In Anambra State, the flooding affected many local government areas and communities, especially those in the riverine areas that included Ayamelu, Ogbaru, Anambra West and Anambra East. It was reported that flooding displaced about 2 million people in Anambra State in 2012. The Governor, Peter Obi arranged for vehicles and boats to evacuate the community dwellers who were trapped in their homes as well as those that escaped to the tree tops to avoid being washed away. Emergency relief materials were sent to different displaced camps were flood victims were sent to.

==October==
In early-October, the floods spread to Delta State and Bayelsa State and rendered about 120,000 people homeless, according to state authorities and the Nigerian Red Cross. Several temporary displacement sites set up were also flooded forcing people to flee. In Yenagoa, 3,000 people were sleeping at the Ovom State Sports Complex. In Delta State, among the buildings destroyed by the floods were 20 health clinics, five hospitals, many schools, churches and government buildings. Schools were either closed or occupied by internally displaced persons.
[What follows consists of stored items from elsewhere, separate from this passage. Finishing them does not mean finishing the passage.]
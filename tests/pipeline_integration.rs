//! End-to-end tests for the request pipeline.
//!
//! Each case wires a fresh pipeline against temp directories and a POSIX
//! shell override, so the suite holds on hosts without PowerShell. The
//! classification-only flows (blocked, confirmation) never spawn a child
//! and run everywhere.

#![cfg(unix)]

use shellgate::models::{Config, SecurityLevel, TerminationReason};
use shellgate::pipeline::{ExecuteArgs, LearnArgs, RequestPipeline};
use std::time::Duration;
use tempfile::TempDir;

fn test_config(dir: &TempDir) -> Config {
    Config {
        data_dir: dir.path().join("data"),
        logs_dir: dir.path().join("logs"),
        shell_override: Some("/bin/sh".to_string()),
        http_port: 0,
        ..Default::default()
    }
}

fn pipeline_with(config: Config) -> RequestPipeline {
    RequestPipeline::new(config).expect("pipeline wiring")
}

fn pipeline(dir: &TempDir) -> RequestPipeline {
    pipeline_with(test_config(dir))
}

fn exec_args(command: &str) -> ExecuteArgs {
    ExecuteArgs {
        command: command.to_string(),
        ..Default::default()
    }
}

fn confirmed_args(command: &str) -> ExecuteArgs {
    ExecuteArgs {
        command: command.to_string(),
        confirmed: true,
        ..Default::default()
    }
}

#[tokio::test]
async fn test_safe_command_executes_directly() {
    let dir = TempDir::new().unwrap();
    let p = pipeline(&dir);

    let response = p.execute_command(exec_args("echo hello"), "t1").await.unwrap();
    let result = &response.result;
    assert_eq!(result.security_assessment.level, SecurityLevel::Safe);
    assert!(!result.security_assessment.blocked);
    assert!(!result.security_assessment.requires_confirmation);
    assert_eq!(result.termination_reason, TerminationReason::Completed);
    assert_eq!(result.exit_code, Some(0));
    assert!(result.duration_ms >= 1);
    assert!(response.summary.contains("Classification: SAFE"));
    assert!(response.summary.contains("hello"));
}

#[tokio::test]
async fn test_risky_without_confirmation_is_rejected() {
    let dir = TempDir::new().unwrap();
    let p = pipeline(&dir);

    let err = p
        .execute_command(exec_args("Remove-Item ./file.txt"), "t2")
        .await
        .unwrap_err();
    assert_eq!(err.kind(), "invalid-argument");
    assert!(err.to_string().contains("confirmed"), "{err}");

    let snap = p.metrics.snapshot(false);
    assert_eq!(snap.confirmation_required, 1);
    // No child was spawned, so nothing fed the duration vector.
    assert_eq!(snap.duration_samples, 0);
}

#[tokio::test]
async fn test_risky_with_confirmation_runs_and_audits() {
    let dir = TempDir::new().unwrap();
    let p = pipeline(&dir);

    // `rm` lands in the risky group and is runnable under /bin/sh.
    let response = p
        .execute_command(confirmed_args("rm -f ./no-such-file-here"), "t3")
        .await
        .unwrap();
    assert_eq!(
        response.result.security_assessment.level,
        SecurityLevel::Risky
    );
    assert_eq!(response.result.exit_code, Some(0));

    p.audit.close();
    let stamp = chrono::Utc::now().date_naive().format("%Y-%m-%d").to_string();
    let ndjson = std::fs::read_to_string(
        dir.path().join("logs").join(format!("audit-{stamp}.ndjson")),
    )
    .unwrap();
    let exec_line = ndjson
        .lines()
        .find(|l| l.contains("POWERSHELL_EXEC"))
        .expect("audit entry for the execution");
    assert!(exec_line.contains("\"confirmed\":true"));
}

#[tokio::test]
async fn test_critical_command_blocked_inline() {
    let dir = TempDir::new().unwrap();
    let p = pipeline(&dir);
    let mut events = p.events.subscribe();

    let response = p
        .execute_command(exec_args("powershell -EncodedCommand abc"), "t4")
        .await
        .unwrap();
    let result = &response.result;
    assert!(result.security_assessment.blocked);
    assert_eq!(result.security_assessment.level, SecurityLevel::Critical);
    assert_eq!(result.duration_ms, 0);
    assert!(result.stdout.is_empty());

    let event = events.try_recv().unwrap();
    assert!(event.blocked);
    assert_eq!(event.duration_ms, 0);

    // Blocked attempts are counted but never feed latency aggregates.
    let snap = p.metrics.snapshot(false);
    assert_eq!(snap.blocked, 1);
    assert_eq!(snap.duration_samples, 0);
}

#[tokio::test]
async fn test_hanging_command_times_out() {
    let dir = TempDir::new().unwrap();
    let p = pipeline(&dir);

    let mut args = confirmed_args("sleep 30");
    args.timeout_seconds = Some(1);
    let started = std::time::Instant::now();
    let response = p.execute_command(args, "t5").await.unwrap();
    let result = &response.result;

    assert!(result.timed_out);
    assert_eq!(result.termination_reason, TerminationReason::Timeout);
    assert!(started.elapsed() >= Duration::from_millis(800));

    let snap = p.metrics.snapshot(false);
    assert_eq!(snap.timeouts, 1);
}

#[tokio::test]
async fn test_overflow_truncates_with_marker() {
    let dir = TempDir::new().unwrap();
    let mut config = test_config(&dir);
    config.max_output_kb = 1;
    let p = pipeline_with(config);

    let response = p
        .execute_command(confirmed_args("head -c 5000 /dev/zero | tr '\\0' 'a'"), "t6")
        .await
        .unwrap();
    let result = &response.result;
    assert!(result.overflow);
    assert!(result.truncated);
    assert_eq!(result.termination_reason, TerminationReason::Overflow);
    assert!(result.stdout.ends_with(shellgate::models::TRUNCATION_MARKER));
}

#[tokio::test]
async fn test_learn_approve_round_trip() {
    let dir = TempDir::new().unwrap();
    let p = pipeline(&dir);

    // Unknown command: rejected pending confirmation, recorded as a
    // learning candidate in the background.
    let err = p
        .execute_command(exec_args("true --status"), "session-a")
        .await
        .unwrap_err();
    assert_eq!(err.kind(), "invalid-argument");

    let mut candidates = Vec::new();
    for _ in 0..50 {
        tokio::time::sleep(Duration::from_millis(40)).await;
        candidates = match p
            .learn(
                LearnArgs {
                    action: "list".to_string(),
                    ..Default::default()
                },
                "operator",
            )
            .unwrap()
        {
            shellgate::pipeline::LearnResponse::List { candidates } => candidates,
            other => panic!("unexpected learn response: {other:?}"),
        };
        if !candidates.is_empty() {
            break;
        }
    }
    assert_eq!(candidates.len(), 1);
    let form = candidates[0].normalized.clone();
    assert_eq!(form, "true --status");
    assert!(candidates[0].count >= 1);

    let queued = p
        .learn(
            LearnArgs {
                action: "queue".to_string(),
                normalized: vec![form.clone()],
                ..Default::default()
            },
            "operator",
        )
        .unwrap();
    assert!(matches!(
        queued,
        shellgate::pipeline::LearnResponse::Queue { .. }
    ));

    p.learn(
        LearnArgs {
            action: "approve".to_string(),
            normalized: vec![form.clone()],
            ..Default::default()
        },
        "operator",
    )
    .unwrap();

    // The same command now classifies SAFE and runs without confirmation,
    // no restart required.
    let response = p
        .execute_command(exec_args("true --status"), "session-a")
        .await
        .unwrap();
    assert_eq!(
        response.result.security_assessment.level,
        SecurityLevel::Safe
    );
    assert_eq!(response.result.exit_code, Some(0));
}

#[tokio::test]
async fn test_learn_approve_round_trip_with_redacted_path() {
    let dir = TempDir::new().unwrap();
    let p = pipeline(&dir);

    // Unknown command whose path is redacted to OBF_PATH in the journal.
    let raw = "test -d /tmp";
    let err = p.execute_command(exec_args(raw), "session-b").await.unwrap_err();
    assert_eq!(err.kind(), "invalid-argument");

    let mut candidates = Vec::new();
    for _ in 0..50 {
        tokio::time::sleep(Duration::from_millis(40)).await;
        candidates = match p
            .learn(
                LearnArgs {
                    action: "list".to_string(),
                    ..Default::default()
                },
                "operator",
            )
            .unwrap()
        {
            shellgate::pipeline::LearnResponse::List { candidates } => candidates,
            other => panic!("unexpected learn response: {other:?}"),
        };
        if !candidates.is_empty() {
            break;
        }
    }
    let form = candidates[0].normalized.clone();
    assert_eq!(form, "test -d OBF_PATH");

    p.learn(
        LearnArgs {
            action: "approve".to_string(),
            normalized: vec![form],
            ..Default::default()
        },
        "operator",
    )
    .unwrap();

    // The exact raw command, path text and all, now classifies SAFE and
    // runs without confirmation.
    let response = p.execute_command(exec_args(raw), "session-b").await.unwrap();
    assert_eq!(
        response.result.security_assessment.level,
        SecurityLevel::Safe
    );
    assert_eq!(response.result.exit_code, Some(0));

    // Any command with the same normalized form is covered too.
    let response = p
        .execute_command(exec_args("test -d /var"), "session-b")
        .await
        .unwrap();
    assert_eq!(
        response.result.security_assessment.level,
        SecurityLevel::Safe
    );
}

#[tokio::test]
async fn test_command_length_boundary() {
    let dir = TempDir::new().unwrap();
    let mut config = test_config(&dir);
    config.max_command_chars = 30;
    let p = pipeline_with(config);

    // "echo " plus filler: exactly 30 chars passes.
    let exact = format!("echo {}", "a".repeat(25));
    assert_eq!(exact.chars().count(), 30);
    let response = p.execute_command(exec_args(&exact), "t8").await.unwrap();
    assert_eq!(response.result.exit_code, Some(0));

    let over = format!("echo {}", "a".repeat(26));
    let err = p.execute_command(exec_args(&over), "t8").await.unwrap_err();
    assert_eq!(err.kind(), "invalid-argument");
}

#[tokio::test]
async fn test_rate_limit_exhaustion() {
    let dir = TempDir::new().unwrap();
    let mut config = test_config(&dir);
    config.rate_capacity = 2;
    config.rate_refill_ms = 60_000;
    config.rate_refill_amount = 2;
    let p = pipeline_with(config);

    for _ in 0..2 {
        p.execute_command(exec_args("echo ok"), "same-caller")
            .await
            .unwrap();
    }
    let err = p
        .execute_command(exec_args("echo ok"), "same-caller")
        .await
        .unwrap_err();
    assert_eq!(err.kind(), "rate-limited");
}

#[tokio::test]
async fn test_auth_gate() {
    let dir = TempDir::new().unwrap();
    let mut config = test_config(&dir);
    config.auth_key = Some("sekrit".to_string());
    let p = pipeline_with(config);

    let err = p.execute_command(exec_args("echo hi"), "t9").await.unwrap_err();
    assert_eq!(err.kind(), "unauthorized");

    let mut args = exec_args("echo hi");
    args.auth_key = Some("sekrit".to_string());
    let response = p.execute_command(args, "t9").await.unwrap();
    assert_eq!(response.result.exit_code, Some(0));
}

#[tokio::test]
async fn test_working_directory_policy_enforced() {
    let dir = TempDir::new().unwrap();
    let allowed = TempDir::new().unwrap();
    let outside = TempDir::new().unwrap();
    let mut config = test_config(&dir);
    config.wd_enforced = true;
    config.wd_allowed_roots = vec![allowed.path().to_string_lossy().into_owned()];
    let p = pipeline_with(config);

    let mut args = confirmed_args("pwd");
    args.working_directory = Some(outside.path().to_string_lossy().into_owned());
    let err = p.execute_command(args, "t10").await.unwrap_err();
    assert_eq!(err.kind(), "invalid-argument");

    let mut args = exec_args("pwd");
    args.working_directory = Some(allowed.path().to_string_lossy().into_owned());
    let response = p.execute_command(args, "t10").await.unwrap();
    assert_eq!(response.result.exit_code, Some(0));
}

#[tokio::test]
async fn test_timeout_cap_and_warnings() {
    let dir = TempDir::new().unwrap();
    let p = pipeline(&dir);

    let mut args = exec_args("echo hi");
    args.timeout_seconds = Some(10_000);
    let err = p.execute_command(args, "t11").await.unwrap_err();
    assert_eq!(err.kind(), "invalid-argument");

    let mut args = exec_args("echo hi");
    args.timeout_seconds = Some(90);
    let response = p.execute_command(args, "t11").await.unwrap();
    assert!(response
        .warnings
        .iter()
        .any(|w| w.contains("long")), "{:?}", response.warnings);

    // Legacy field name still works, with a deprecation warning.
    let mut args = exec_args("echo hi");
    args.timeout = Some(5);
    let response = p.execute_command(args, "t11").await.unwrap();
    assert!(response
        .warnings
        .iter()
        .any(|w| w.contains("deprecated")), "{:?}", response.warnings);
}

#[tokio::test]
async fn test_classification_percentiles_unaffected_by_attempts() {
    let dir = TempDir::new().unwrap();
    let p = pipeline(&dir);

    p.execute_command(exec_args("echo measured"), "t12").await.unwrap();
    let before = p.metrics.snapshot(false);

    // One blocked attempt and one unconfirmed attempt.
    p.execute_command(exec_args("powershell -EncodedCommand abc"), "t12")
        .await
        .unwrap();
    let _ = p.execute_command(exec_args("Remove-Item x"), "t12").await;

    let after = p.metrics.snapshot(false);
    assert_eq!(after.average_duration_ms, before.average_duration_ms);
    assert_eq!(after.p95_duration_ms, before.p95_duration_ms);
    assert_eq!(after.duration_samples, before.duration_samples);
}

#[tokio::test]
async fn test_stats_snapshot_reset_round_trip() {
    let dir = TempDir::new().unwrap();
    let p = pipeline(&dir);

    p.execute_command(exec_args("echo one"), "t13").await.unwrap();
    let first = p.metrics.snapshot(true);
    assert_eq!(first.total_commands, 1);

    let second = p.metrics.snapshot(false);
    assert_eq!(second.total_commands, 0);
    assert_eq!(second.duration_samples, 0);
}

#[tokio::test]
async fn test_check_syntax_tool() {
    let dir = TempDir::new().unwrap();
    let p = pipeline(&dir);

    let report = p
        .check_syntax(
            shellgate::pipeline::CheckSyntaxArgs {
                script: Some("if ($x) { Get-Date }".to_string()),
                ..Default::default()
            },
            "t14",
        )
        .unwrap();
    assert!(report.ok);

    let report = p
        .check_syntax(
            shellgate::pipeline::CheckSyntaxArgs {
                script: Some("while ($true) {".to_string()),
                ..Default::default()
            },
            "t14",
        )
        .unwrap();
    assert!(!report.ok);
    assert!(!report.issues.is_empty());
}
The floods also spread across Benue State where a local river overflowed causing the displacement of over 25,000 people.

On 9 October, Nigerian President Goodluck Jonathan released 17.6 billion naira (US$111 million) to various states and agencies for damage response, flood relief and rehabilitation.

Lokoja Flood 2012

Kogi State was the worst affected with 623,900 people being displaced and 152,575 hectares of farmland destroyed, according to a NEMA coordinator. Jonathan called the floods "a national disaster".